过氧化物酶体增殖物激活受体α诱导内源性成纤维细胞生长因子21表达水平变化对氧化修饰的低密度脂蛋白引起的鼠内皮细胞凋亡的影响

Oxidized low density lipoprotein and peroxisome proliferator-activated receptor α induced endogenous fibroblast growth factor 21 upregulation is protective against apoptosis in cardiac endothelial cells

目的 通过观察氧化修饰的低密度脂蛋白（ox-LDL）引起心脏血管内皮细胞损伤时,内源性成纤维细胞生长因子21（FGF21）基因表达及蛋白分泌水平的变化,以及过氧化物酶体增殖物激活受体α（PPARα）刺激内源性FGF21生成增加时,对ox-LDL诱导细胞凋亡的影响,探讨内源性FGF21对动脉粥样硬化早期内皮功能的保护作用.方法 分离并培养成年Wistar大鼠心脏微血管内皮细胞,给予ox-LDL溶液,建立心脏血管内皮细胞损伤模型,以实时（real time）PCR及ELlSA法分析FGF21基因及蛋白水平变化,并给予PPARα配基苯扎贝特（分为50、100及200μmol/L组）,诱导FGF21高表达,ELISA法观察细胞凋亡情况.结果 10、50及100μg/ml ox-LDL溶液组,FGF21基因表达及蛋白分泌越来越高.50及100 μg/ml ox-LDL组FGF21 mRNA表达水平,100 μg/ml ox-LDL组FGF21蛋白分泌水平,200 μmol/L苯扎贝特组诱导FGF21水平均显著高于溶剂对照组（P均＜0.05）.200 μmol/L苯扎贝特＋100μg/ml ox-LDL组细胞凋亡水平显著低于100 μg/ml ox-LDL组（P＜O.05）.结论 ox-LDL诱导心血管内皮细胞损伤时FGF21分泌水平可反应性增高,且呈剂量依赖性.PPARα配基苯扎贝特可引起FGF21表达水平增高,对ox-LDL诱导的内皮细胞凋亡起到一定的抑制作用,提示FGF21可能作为一种心血管内源性保护因子,拮抗动脉粥样硬化早期心血管内皮功能障碍.

Objective To investigate the effect of peroxisome proliferator-activated receptor （PPAR） α agonist bezafibrate and oxidized low density lipoprotein （ox-LDL） on fibroblast growth factor 21 （FGF21）expression and apoptosis in cardiac endothelial cells.
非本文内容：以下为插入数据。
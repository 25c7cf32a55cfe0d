use std::path::{Path, PathBuf};

use indexmap::IndexMap;
use tracing::warn;
use walkdir::WalkDir;

use crate::error::GenerateError;

/// File extension of the scanned source files.
pub const SOURCE_EXTENSION: &str = "java";

/// Mapping from type name to the source file declaring it.
///
/// Built once by recursively scanning a source root; read-only after
/// construction. Names are derived from file basenames, so two files
/// with the same basename in different subdirectories collide: the
/// first match in scan order wins and the duplicate is reported with a
/// warning. Scan order is lexicographic by file name, so registry
/// iteration (and therefore batch output) is deterministic.
#[derive(Debug)]
pub struct TypeRegistry {
    root: PathBuf,
    entries: IndexMap<String, PathBuf>,
}

impl TypeRegistry {
    /// Scan `root` recursively for source files and index them by
    /// basename.
    ///
    /// Fails with [`GenerateError::RegistryBuild`] if the root is not
    /// an existing directory.
    pub fn scan(root: impl AsRef<Path>) -> Result<Self, GenerateError> {
        let root = root.as_ref();
        if !root.is_dir() {
            return Err(GenerateError::RegistryBuild(root.to_path_buf()));
        }

        let mut entries = IndexMap::new();
        for entry in WalkDir::new(root).sort_by_file_name() {
            let entry = entry.map_err(std::io::Error::from)?;
            if !entry.file_type().is_file() {
                continue;
            }
            let path = entry.path();
            if path.extension().and_then(|e| e.to_str()) != Some(SOURCE_EXTENSION) {
                continue;
            }
            let Some(name) = path.file_stem().and_then(|s| s.to_str()) else {
                continue;
            };
            let Ok(relative) = path.strip_prefix(root) else {
                continue;
            };
            if entries.contains_key(name) {
                warn!(name, path = %path.display(), "duplicate basename; keeping first match");
                continue;
            }
            entries.insert(name.to_string(), relative.to_path_buf());
        }

        Ok(Self {
            root: root.to_path_buf(),
            entries,
        })
    }

    /// The scanned source root.
    pub fn root(&self) -> &Path {
        &self.root
    }

    /// Source path of a registered type, relative to the root.
    pub fn get(&self, name: &str) -> Option<&Path> {
        self.entries.get(name).map(PathBuf::as_path)
    }

    /// Absolute source path of a registered type.
    pub fn absolute_path(&self, name: &str) -> Option<PathBuf> {
        self.entries.get(name).map(|relative| self.root.join(relative))
    }

    /// Schema identifier of a registered type.
    pub fn id_of(&self, name: &str) -> Option<String> {
        self.entries.get(name).map(|relative| schema_id(relative))
    }

    pub fn contains(&self, name: &str) -> bool {
        self.entries.contains_key(name)
    }

    /// Registered type names, in scan order.
    pub fn names(&self) -> impl Iterator<Item = &str> {
        self.entries.keys().map(String::as_str)
    }

    pub fn len(&self) -> usize {
        self.entries.len()
    }

    pub fn is_empty(&self) -> bool {
        self.entries.is_empty()
    }
}

/// Derive the schema identifier for a root-relative source path.
///
/// Path separators become `.` and the source extension is stripped:
/// `sub/Baz.java` → `sub.Baz`. The same derivation is used for a
/// document's own `$id` and for `$ref` targets pointing at it, so
/// references always resolve.
pub fn schema_id(relative: &Path) -> String {
    let stem = relative.with_extension("");
    stem.components()
        .map(|c| c.as_os_str().to_string_lossy().into_owned())
        .collect::<Vec<_>>()
        .join(".")
}
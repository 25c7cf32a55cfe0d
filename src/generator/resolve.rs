use serde_json::{json, Value};
use tracing::debug;

use crate::registry::TypeRegistry;

/// Fixed conversion table from Java scalar and wrapper type names to
/// JSON Schema primitive type names. Declared type names missing from
/// this table fall through to the cross-reference / unknown path.
pub const TYPE_CONVERSIONS: &[(&str, &str)] = &[
    ("boolean", "boolean"),
    ("Boolean", "boolean"),
    ("byte", "integer"),
    ("Byte", "integer"),
    ("short", "integer"),
    ("Short", "integer"),
    ("int", "integer"),
    ("Integer", "integer"),
    ("long", "integer"),
    ("Long", "integer"),
    ("BigInteger", "integer"),
    ("float", "number"),
    ("Float", "number"),
    ("double", "number"),
    ("Double", "number"),
    ("BigDecimal", "number"),
    ("char", "string"),
    ("Character", "string"),
    ("String", "string"),
];

/// Look up the JSON Schema primitive for a declared type name.
pub fn primitive_conversion(declared: &str) -> Option<&'static str> {
    TYPE_CONVERSIONS
        .iter()
        .find(|(java, _)| *java == declared)
        .map(|(_, json_type)| *json_type)
}

/// Resolve a declared field type into a property fragment.
///
/// Resolution is total; no branch errors:
/// 1. conversion-table hit → `{"type": <mapped>}`
/// 2. registered type → `{"$ref": <schema-id>}`
/// 3. otherwise → `{"type": "unknown", "comment": <declared>}`
pub fn resolve_field_type(declared: &str, registry: &TypeRegistry) -> Value {
    if let Some(mapped) = primitive_conversion(declared) {
        debug!(declared, mapped, "primitive conversion");
        return json!({ "type": mapped });
    }
    if let Some(id) = registry.id_of(declared) {
        return json!({ "$ref": id });
    }
    json!({ "type": "unknown", "comment": declared })
}
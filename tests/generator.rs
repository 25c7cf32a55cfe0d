use std::fs;
use std::path::Path;

use rstest::rstest;
use serde_json::{json, Value};
use tempfile::tempdir;

use java2jsonschema::error::GenerateError;
use java2jsonschema::generator::{build_schema, generate_all, resolve, GeneratorConfig};
use java2jsonschema::registry::TypeRegistry;
use java2jsonschema::schema::SCHEMA_DRAFT;

fn write_source(root: &Path, relative: &str, contents: &str) {
    let path = root.join(relative);
    fs::create_dir_all(path.parent().unwrap()).unwrap();
    fs::write(path, contents).unwrap();
}

fn document_json(registry: &TypeRegistry, name: &str) -> Value {
    let document = build_schema(registry, name, &GeneratorConfig::default()).unwrap();
    serde_json::to_value(&document).unwrap()
}

fn property_keys(document: &Value) -> Vec<String> {
    document["properties"]
        .as_object()
        .unwrap()
        .keys()
        .cloned()
        .collect()
}

#[test]
fn enum_document_lists_constants_in_order() {
    let dir = tempdir().unwrap();
    write_source(
        dir.path(),
        "Status.java",
        "public enum Status { OPEN, IN_PROGRESS, CLOSED; }",
    );

    let registry = TypeRegistry::scan(dir.path()).unwrap();
    let document = document_json(&registry, "Status");

    assert_eq!(document["$schema"], SCHEMA_DRAFT);
    assert_eq!(document["$id"], "Status");
    assert_eq!(document["title"], "Status");
    assert_eq!(document["description"], "Schema for Status");
    assert_eq!(document["enum"], json!(["OPEN", "IN_PROGRESS", "CLOSED"]));
    assert!(document.get("type").is_none());
    assert!(document.get("properties").is_none());
}

#[test]
fn class_without_supertype_maps_declared_fields() {
    let dir = tempdir().unwrap();
    write_source(dir.path(), "Foo.java", "class Foo { int count; }");

    let registry = TypeRegistry::scan(dir.path()).unwrap();
    let document = document_json(&registry, "Foo");

    assert_eq!(document["$id"], "Foo");
    assert_eq!(document["type"], "object");
    assert_eq!(
        document["properties"],
        json!({ "count": { "type": "integer" } })
    );
}

#[test]
fn subclass_inherits_ancestor_fields_beneath_its_own() {
    let dir = tempdir().unwrap();
    write_source(dir.path(), "Foo.java", "class Foo { int count; }");
    write_source(
        dir.path(),
        "Bar.java",
        "public class Bar extends Foo { String name; }",
    );

    let registry = TypeRegistry::scan(dir.path()).unwrap();
    let document = document_json(&registry, "Bar");

    assert_eq!(
        document["properties"],
        json!({
            "count": { "type": "integer" },
            "name": { "type": "string" }
        })
    );
    // ancestor fields come first
    assert_eq!(property_keys(&document), vec!["count", "name"]);
}

#[test]
fn override_uses_descendant_declared_type_in_ancestor_position() {
    let dir = tempdir().unwrap();
    write_source(
        dir.path(),
        "Parent.java",
        "class Parent { String shared; int size; }",
    );
    write_source(
        dir.path(),
        "Child.java",
        "class Child extends Parent { int shared; }",
    );

    let registry = TypeRegistry::scan(dir.path()).unwrap();
    let document = document_json(&registry, "Child");

    assert_eq!(document["properties"]["shared"], json!({ "type": "integer" }));
    assert_eq!(property_keys(&document), vec!["shared", "size"]);
}

#[test]
fn registered_field_type_becomes_reference() {
    let dir = tempdir().unwrap();
    write_source(dir.path(), "sub/Baz.java", "class Baz { long id; }");
    write_source(dir.path(), "Qux.java", "class Qux { Baz item; }");

    let registry = TypeRegistry::scan(dir.path()).unwrap();
    let qux = document_json(&registry, "Qux");
    let baz = document_json(&registry, "Baz");

    // reference round-trip: the $ref equals the target's own $id
    assert_eq!(qux["properties"]["item"], json!({ "$ref": "sub.Baz" }));
    assert_eq!(baz["$id"], "sub.Baz");
}

#[test]
fn unregistered_unconverted_type_falls_back_to_unknown() {
    let dir = tempdir().unwrap();
    write_source(dir.path(), "Holder.java", "class Holder { Widget gadget; }");

    let registry = TypeRegistry::scan(dir.path()).unwrap();
    let document = document_json(&registry, "Holder");

    assert_eq!(
        document["properties"]["gadget"],
        json!({ "type": "unknown", "comment": "Widget" })
    );
}

#[test]
fn missing_supertype_is_skipped_without_error() {
    let dir = tempdir().unwrap();
    write_source(
        dir.path(),
        "Orphan.java",
        "class Orphan extends Missing { int id; }",
    );

    let registry = TypeRegistry::scan(dir.path()).unwrap();
    let document = document_json(&registry, "Orphan");

    assert_eq!(
        document["properties"],
        json!({ "id": { "type": "integer" } })
    );
}

#[test]
fn excluded_fields_are_removed_from_properties() {
    let dir = tempdir().unwrap();
    write_source(
        dir.path(),
        "Audited.java",
        "class Audited { String uuid; String createdById; String name; }",
    );

    let registry = TypeRegistry::scan(dir.path()).unwrap();
    let document = document_json(&registry, "Audited");

    assert_eq!(
        document["properties"],
        json!({ "name": { "type": "string" } })
    );
}

#[test]
fn exclusion_set_is_configurable() {
    let dir = tempdir().unwrap();
    write_source(
        dir.path(),
        "Audited.java",
        "class Audited { String uuid; String name; }",
    );

    let registry = TypeRegistry::scan(dir.path()).unwrap();
    let config = GeneratorConfig {
        excluded_fields: vec!["name".to_string()],
    };
    let document = build_schema(&registry, "Audited", &config).unwrap();
    let document = serde_json::to_value(&document).unwrap();

    assert_eq!(
        document["properties"],
        json!({ "uuid": { "type": "string" } })
    );
}

#[test]
fn inheritance_cycle_fails_fast() {
    let dir = tempdir().unwrap();
    write_source(dir.path(), "A.java", "class A extends B { int a; }");
    write_source(dir.path(), "B.java", "class B extends A { int b; }");

    let registry = TypeRegistry::scan(dir.path()).unwrap();
    let error = build_schema(&registry, "A", &GeneratorConfig::default()).unwrap_err();

    assert!(matches!(error, GenerateError::InheritanceCycle { .. }));
}

#[test]
fn batch_continues_past_failing_types() {
    let dir = tempdir().unwrap();
    write_source(dir.path(), "A.java", "class A extends B { int a; }");
    write_source(dir.path(), "B.java", "class B extends A { int b; }");
    write_source(dir.path(), "Good.java", "class Good { int ok; }");

    let registry = TypeRegistry::scan(dir.path()).unwrap();
    let out = tempdir().unwrap();
    let summary =
        generate_all(&registry, out.path(), &GeneratorConfig::default()).unwrap();

    assert_eq!(summary.written, 1);
    assert_eq!(summary.failed, 2);
    assert!(out.path().join("Good").is_file());
    assert!(!out.path().join("A").exists());
}

#[test]
fn unparseable_source_fails_only_its_own_type() {
    let dir = tempdir().unwrap();
    write_source(dir.path(), "Broken.java", "class Broken { int x; ");
    write_source(dir.path(), "Fine.java", "class Fine { int y; }");

    let registry = TypeRegistry::scan(dir.path()).unwrap();
    let error = build_schema(&registry, "Broken", &GeneratorConfig::default()).unwrap_err();
    assert!(matches!(
        error,
        GenerateError::DeclarationNotFound { .. }
    ));

    let out = tempdir().unwrap();
    let summary =
        generate_all(&registry, out.path(), &GeneratorConfig::default()).unwrap();
    assert_eq!(summary.written, 1);
    assert_eq!(summary.failed, 1);
}

#[test]
fn unknown_type_name_is_declaration_not_found() {
    let dir = tempdir().unwrap();
    let registry = TypeRegistry::scan(dir.path()).unwrap();

    let error =
        build_schema(&registry, "Nowhere", &GeneratorConfig::default()).unwrap_err();
    assert!(matches!(
        error,
        GenerateError::DeclarationNotFound { .. }
    ));
}

#[test]
fn record_declaration_yields_header_only_document() {
    let dir = tempdir().unwrap();
    write_source(
        dir.path(),
        "Point.java",
        "public record Point(int x, int y) { }",
    );

    let registry = TypeRegistry::scan(dir.path()).unwrap();
    let document = document_json(&registry, "Point");

    assert_eq!(document["title"], "Point");
    assert!(document.get("enum").is_none());
    assert!(document.get("type").is_none());
    assert!(document.get("properties").is_none());
}

#[test]
fn duplicate_basenames_keep_first_match() {
    let dir = tempdir().unwrap();
    write_source(dir.path(), "a/Dup.java", "class Dup { int first; }");
    write_source(dir.path(), "b/Dup.java", "class Dup { int second; }");

    let registry = TypeRegistry::scan(dir.path()).unwrap();
    assert_eq!(registry.len(), 1);

    let document = document_json(&registry, "Dup");
    assert_eq!(document["$id"], "a.Dup");
    assert_eq!(
        document["properties"],
        json!({ "first": { "type": "integer" } })
    );
}

#[test]
fn generation_is_idempotent() {
    let dir = tempdir().unwrap();
    write_source(dir.path(), "Foo.java", "class Foo { int count; }");
    write_source(
        dir.path(),
        "Bar.java",
        "class Bar extends Foo { String name; Foo parent; }",
    );

    let registry = TypeRegistry::scan(dir.path()).unwrap();
    let config = GeneratorConfig::default();

    let first = tempdir().unwrap();
    let second = tempdir().unwrap();
    generate_all(&registry, first.path(), &config).unwrap();
    generate_all(&registry, second.path(), &config).unwrap();

    for name in ["Foo", "Bar"] {
        let a = fs::read(first.path().join(name)).unwrap();
        let b = fs::read(second.path().join(name)).unwrap();
        assert_eq!(a, b, "output for {name} differs between runs");
    }
}

#[test]
fn missing_root_aborts_before_generation() {
    let dir = tempdir().unwrap();
    let error = TypeRegistry::scan(dir.path().join("no-such-root")).unwrap_err();
    assert!(matches!(error, GenerateError::RegistryBuild(_)));
}

#[rstest]
#[case("int", "integer")]
#[case("long", "integer")]
#[case("short", "integer")]
#[case("byte", "integer")]
#[case("Integer", "integer")]
#[case("BigInteger", "integer")]
#[case("float", "number")]
#[case("double", "number")]
#[case("BigDecimal", "number")]
#[case("boolean", "boolean")]
#[case("Boolean", "boolean")]
#[case("String", "string")]
#[case("char", "string")]
fn primitive_conversions(#[case] declared: &str, #[case] json_type: &str) {
    let dir = tempdir().unwrap();
    let registry = TypeRegistry::scan(dir.path()).unwrap();

    assert_eq!(
        resolve::resolve_field_type(declared, &registry),
        json!({ "type": json_type })
    );
}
Methods The mRNA level of FGF21 was determined by real time-PCR and the protein concentration of FGF21 in culture media was detected by enzyme-linked immunosorbent assay in cultured cardiac microvascular endothelial cells （CMECs） incubated with 10, 50,100 μg/ml ox-LDL, 50, 100 or 200 μmol/L bezafibrate alone or in combination with 100 μg/ml ox-LDL. CMECs apoptosis in various treatment groups was also determined. Results FGF21 mRNA and protein expressions were significantly upregulated in proportion to increased ox-LDL, and 200 μmol/L bezafibrate alone also significantly upregulated FGF21 expression and CMECs apoptosis was significantly reduced in 200 μ mol/L bezafibrate ＋ 100 μg/ml ox-LDL group compared to 100 μg/ml ox-LDL group（ P 〈0. 05 ）. Conclusions Our data suggest that bezafibrate and ox-LDL induced upregulation of FGF21 might mediate the protective effect against apoptosis. Endogenous FGF21 could thus play important roles in improving the endothelial function at the early stage of atherosclerosis and slowing the development of coronary heart disease.